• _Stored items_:
- - - - -

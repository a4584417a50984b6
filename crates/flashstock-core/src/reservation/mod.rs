//! The reservation lifecycle: atomic check-and-decrement, time-bounded
//! holds, and the idempotency layer in front of `reserve`.

mod engine;
mod idempotency;
mod models;
mod scripts;

pub use engine::ReservationEngine;
pub use models::{InventoryStatus, ReservationRecord, ReservationStatus, ReserveOutcome};
use regex::Regex;

/// Decides which chat messages reach the agent: the sender must match the
/// player pattern (when set) and the message must contain the wake word
/// (when set).
#[derive(Debug, Clone, Default)]
pub struct MessageFilter {
    player_pattern: Option<Regex>,
    wake_word: Option<String>,
}

impl MessageFilter {
    pub fn new(player_pattern: Option<&str>, wake_word: Option<&str>) -> Result<Self, regex::Error> {
        let player_pattern = player_pattern
            .filter(|pattern| !pattern.is_empty())
            .map(Regex::new)
            .transpose()?;
        let wake_word = wake_word
            .filter(|word| !word.is_empty())
            .map(ToString::to_string);
        Ok(Self {
            player_pattern,
            wake_word,
        })
    }

    pub fn accepts(&self, sender: &str, message: &str) -> bool {
        if let Some(pattern) = self.player_pattern.as_ref() {
            if !pattern.is_match(sender) {
                return false;
            }
        }
        match self.wake_word.as_deref() {
            Some(word) => message.contains(word),
            None => true,
        }
    }
}
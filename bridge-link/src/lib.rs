use std::future::Future;
use std::io;
use std::net::SocketAddr;
use std::sync::Arc;
use std::time::Duration;

use craftlink_bridge_core::BridgeRuntime;
use craftlink_bridge_protocol::StatusEvent;
use thiserror::Error;
use tokio::net::TcpListener;
use tokio::sync::{mpsc, oneshot};
use tokio::task::{JoinError, JoinHandle};
use tracing::{info, warn};

mod peer;

pub use peer::PeerLink;
use peer::{serve_peer, upgrade, Upgraded};

const REPLACED_REASON: &str = "replaced by a new connection";
const ACCEPT_BACKOFF: Duration = Duration::from_millis(100);

#[derive(Debug, Error)]
pub enum ServerError {
    #[error("failed to bind {address}: {source}")]
    Bind {
        address: String,
        #[source]
        source: io::Error,
    },
    #[error("failed to read listener address: {0}")]
    LocalAddr(#[source] io::Error),
    #[error("server task failed: {0}")]
    Join(#[from] JoinError),
}

/// WebSocket endpoint that serves a single active peer at a time.
///
/// A connection only replaces the current peer once its WebSocket handshake
/// has succeeded; the replaced peer is closed and its session torn down
/// before the newcomer is greeted.
pub struct LinkServer {
    local_addr: SocketAddr,
    shutdown_tx: Option<oneshot::Sender<String>>,
    task: JoinHandle<()>,
}

impl LinkServer {
    pub async fn bind(address: &str, runtime: Arc<BridgeRuntime>) -> Result<Self, ServerError> {
        let listener = TcpListener::bind(address)
            .await
            .map_err(|source| ServerError::Bind {
                address: address.to_string(),
                source,
            })?;
        let local_addr = listener.local_addr().map_err(ServerError::LocalAddr)?;

        let hint = connect_hint(&local_addr);
        info!(address = %local_addr, %hint, "waiting for a peer");
        runtime.status().emit(StatusEvent::Listening {
            address: local_addr.to_string(),
            hint,
        });

        let (shutdown_tx, shutdown_rx) = oneshot::channel();
        let task = tokio::spawn(accept_loop(listener, runtime, shutdown_rx));
        Ok(Self {
            local_addr,
            shutdown_tx: Some(shutdown_tx),
            task,
        })
    }

    pub fn local_addr(&self) -> SocketAddr {
        self.local_addr
    }

    /// Closes the listener and the active peer, then reports `Stopped`.
    pub async fn stop(mut self, reason: impl Into<String>) -> Result<(), ServerError> {
        if let Some(shutdown_tx) = self.shutdown_tx.take() {
            let _ = shutdown_tx.send(reason.into());
        }
        Ok(self.task.await?)
    }

    /// Serves until `shutdown` yields a reason, then stops. Returns early
    /// with an error if the server task dies on its own.
    pub async fn run_until<F>(mut self, shutdown: F) -> Result<(), ServerError>
    where
        F: Future<Output = String>,
    {
        let reason = tokio::select! {
            finished = &mut self.task => {
                finished?;
                return Ok(());
            }
            reason = shutdown => reason,
        };
        self.stop(reason).await
    }
}

struct ActivePeer {
    close_tx: oneshot::Sender<String>,
    task: JoinHandle<()>,
}

impl ActivePeer {
    async fn close(self, reason: &str) {
        let _ = self.close_tx.send(reason.to_string());
        if let Err(err) = self.task.await {
            warn!(%err, "peer task ended abnormally");
        }
    }
}

async fn accept_loop(
    listener: TcpListener,
    runtime: Arc<BridgeRuntime>,
    mut shutdown_rx: oneshot::Receiver<String>,
) {
    let status = runtime.status().clone();
    let (upgraded_tx, mut upgraded_rx) = mpsc::unbounded_channel();
    let mut active: Option<ActivePeer> = None;

    let reason = loop {
        tokio::select! {
            requested = &mut shutdown_rx => {
                break requested.unwrap_or_else(|_| "server handle dropped".to_string());
            }
            accepted = listener.accept() => match accepted {
                Ok((stream, addr)) => {
                    tokio::spawn(upgrade(stream, addr, status.clone(), upgraded_tx.clone()));
                }
                Err(err) => {
                    warn!(%err, "failed to accept connection");
                    status.emit(StatusEvent::TransportError { message: err.to_string() });
                    tokio::time::sleep(ACCEPT_BACKOFF).await;
                }
            },
            Some(Upgraded { peer, socket }) = upgraded_rx.recv() => {
                if let Some(previous) = active.take() {
                    info!(%peer, "new peer replaces the active connection");
                    previous.close(REPLACED_REASON).await;
                }
                let (close_tx, close_rx) = oneshot::channel();
                let task = tokio::spawn(serve_peer(
                    socket,
                    peer,
                    Arc::clone(&runtime),
                    close_rx,
                ));
                active = Some(ActivePeer { close_tx, task });
            }
        }
    };

    drop(listener);
    if let Some(previous) = active.take() {
        previous.close(&reason).await;
    }
    info!(%reason, "server stopped");
    status.emit(StatusEvent::Stopped { reason });
}

/// The `/wsserver` command players type in game to reach this bridge.
pub fn connect_hint(address: &SocketAddr) -> String {
    if address.ip().is_unspecified() {
        format!("/wsserver localhost:{}", address.port())
    } else {
        format!("/wsserver {address}")
    }
}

- - - - -

• _WHAT IS REQUIRED_: Set down every entry exactly as it appears.

• _THE COMPLETED TASK_:
repository a4584417a50984b6
filename crates/flashstock-core/src/reservation/mod.rs
//! The reservation lifecycle: atomic check-and-decrement, time-bounded
//! holds, and the idempotency layer in front of `reserve`.

mod engine;
mod idempotency;
mod models;
mod scripts;

pub use engine::ReservationEngine;
pub use models::{InventoryStatus, ReservationRecord, ReservationStatus, ReserveOutcome};
use regex::Regex;

/// Decides which chat messages reach the agent: the sender must match the
/// player pattern (when set) and the message must contain the wake word
/// (when set).
#[derive(Debug, Clone, Default)]
pub struct MessageFilter {
    player_pattern: Option<Regex>,
    wake_word: Option<String>,
}

impl MessageFilter {
    pub fn new(player_pattern: Option<&str>, wake_word: Option<&str>) -> Result<Self, regex::Error> {
        let player_pattern = player_pattern
            .filter(|pattern| !pattern.is_empty())
            .map(Regex::new)
            .transpose()?;
        let wake_word = wake_word
            .filter(|word| !word.is_empty())
            .map(ToString::to_string);
        Ok(Self {
            player_pattern,
            wake_word,
        })
    }

    pub fn accepts(&self, sender: &str, message: &str) -> bool {
        if let Some(pattern) = self.player_pattern.as_ref() {
            if !pattern.is_match(sender) {
                return false;
            }
        }
        match self.wake_word.as_deref() {
            Some(word) => message.contains(word),
            None => true,
        }
    }
}
filename bridge-link/src/lib.rs
use std::future::Future;
use std::io;
use std::net::SocketAddr;
use std::sync::Arc;
use std::time::Duration;

use craftlink_bridge_core::BridgeRuntime;
use craftlink_bridge_protocol::StatusEvent;
use thiserror::Error;
use tokio::net::TcpListener;
use tokio::sync::{mpsc, oneshot};
use tokio::task::{JoinError, JoinHandle};
use tracing::{info, warn};

mod peer;

pub use peer::PeerLink;
use peer::{serve_peer, upgrade, Upgraded};

const REPLACED_REASON: &str = "replaced by a new connection";
const ACCEPT_BACKOFF: Duration = Duration::from_millis(100);

#[derive(Debug, Error)]
pub enum ServerError {
    #[error("failed to bind {address}: {source}")]
    Bind {
        address: String,
        #[source]
        source: io::Error,
    },
    #[error("failed to read listener address: {0}")]
    LocalAddr(#[source] io::Error),
    #[error("server task failed: {0}")]
    Join(#[from] JoinError),
}

/// WebSocket endpoint that serves a single active peer at a time.
///
/// A connection only replaces the current peer once its WebSocket handshake
/// has succeeded; the replaced peer is closed and its session torn down
/// before the newcomer is greeted.
pub struct LinkServer {
    local_addr: SocketAddr,
    shutdown_tx: Option<oneshot::Sender<String>>,
    task: JoinHandle<()>,
}

impl LinkServer {
    pub async fn bind(address: &str, runtime: Arc<BridgeRuntime>) -> Result<Self, ServerError> {
        let listener = TcpListener::bind(address)
            .await
            .map_err(|source| ServerError::Bind {
                address: address.to_string(),
                source,
            })?;
        let local_addr = listener.local_addr().map_err(ServerError::LocalAddr)?;

        let hint = connect_hint(&local_addr);
        info!(address = %local_addr, %hint, "waiting for a peer");
        runtime.status().emit(StatusEvent::Listening {
            address: local_addr.to_string(),
            hint,
        });

        let (shutdown_tx, shutdown_rx) = oneshot::channel();
        let task = tokio::spawn(accept_loop(listener, runtime, shutdown_rx));
        Ok(Self {
            local_addr,
            shutdown_tx: Some(shutdown_tx),
            task,
        })
    }

    pub fn local_addr(&self) -> SocketAddr {
        self.local_addr
    }

    /// Closes the listener and the active peer, then reports `Stopped`.
    pub async fn stop(mut self, reason: impl Into<String>) -> Result<(), ServerError> {
        if let Some(shutdown_tx) = self.shutdown_tx.take() {
            let _ = shutdown_tx.send(reason.into());
        }
        Ok(self.task.await?)
    }

    /// Serves until `shutdown` yields a reason, then stops. Returns early
    /// with an error if the server task dies on its own.
    pub async fn run_until<F>(mut self, shutdown: F) -> Result<(), ServerError>
    where
        F: Future<Output = String>,
    {
        let reason = tokio::select! {
            finished = &mut self.task => {
                finished?;
                return Ok(());
            }
            reason = shutdown => reason,
        };
        self.stop(reason).await
    }
}

struct ActivePeer {
    close_tx: oneshot::Sender<String>,
    task: JoinHandle<()>,
}

impl ActivePeer {
    async fn close(self, reason: &str) {
        let _ = self.close_tx.send(reason.to_string());
        if let Err(err) = self.task.await {
            warn!(%err, "peer task ended abnormally");
        }
    }
}

async fn accept_loop(
    listener: TcpListener,
    runtime: Arc<BridgeRuntime>,
    mut shutdown_rx: oneshot::Receiver<String>,
) {
    let status = runtime.status().clone();
    let (upgraded_tx, mut upgraded_rx) = mpsc::unbounded_channel();
    let mut active: Option<ActivePeer> = None;

    let reason = loop {
        tokio::select! {
            requested = &mut shutdown_rx => {
                break requested.unwrap_or_else(|_| "server handle dropped".to_string());
            }
            accepted = listener.accept() => match accepted {
                Ok((stream, addr)) => {
                    tokio::spawn(upgrade(stream, addr, status.clone(), upgraded_tx.clone()));
                }
                Err(err) => {
                    warn!(%err, "failed to accept connection");
                    status.emit(StatusEvent::TransportError { message: err.to_string() });
                    tokio::time::sleep(ACCEPT_BACKOFF).await;
                }
            },
            Some(Upgraded { peer, socket }) = upgraded_rx.recv() => {
                if let Some(previous) = active.take() {
                    info!(%peer, "new peer replaces the active connection");
                    previous.close(REPLACED_REASON).await;
                }
                let (close_tx, close_rx) = oneshot::channel();
                let task = tokio::spawn(serve_peer(
                    socket,
                    peer,
                    Arc::clone(&runtime),
                    close_rx,
                ));
                active = Some(ActivePeer { close_tx, task });
            }
        }
    };

    drop(listener);
    if let Some(previous) = active.take() {
        previous.close(&reason).await;
    }
    info!(%reason, "server stopped");
    status.emit(StatusEvent::Stopped { reason });
}

/// The `/wsserver` command players type in game to reach this bridge.
pub fn connect_hint(address: &SocketAddr) -> String {
    if address.ip().is_unspecified() {
        format!("/wsserver localhost:{}", address.port())
    } else {
        format!("/wsserver {address}")
    }
}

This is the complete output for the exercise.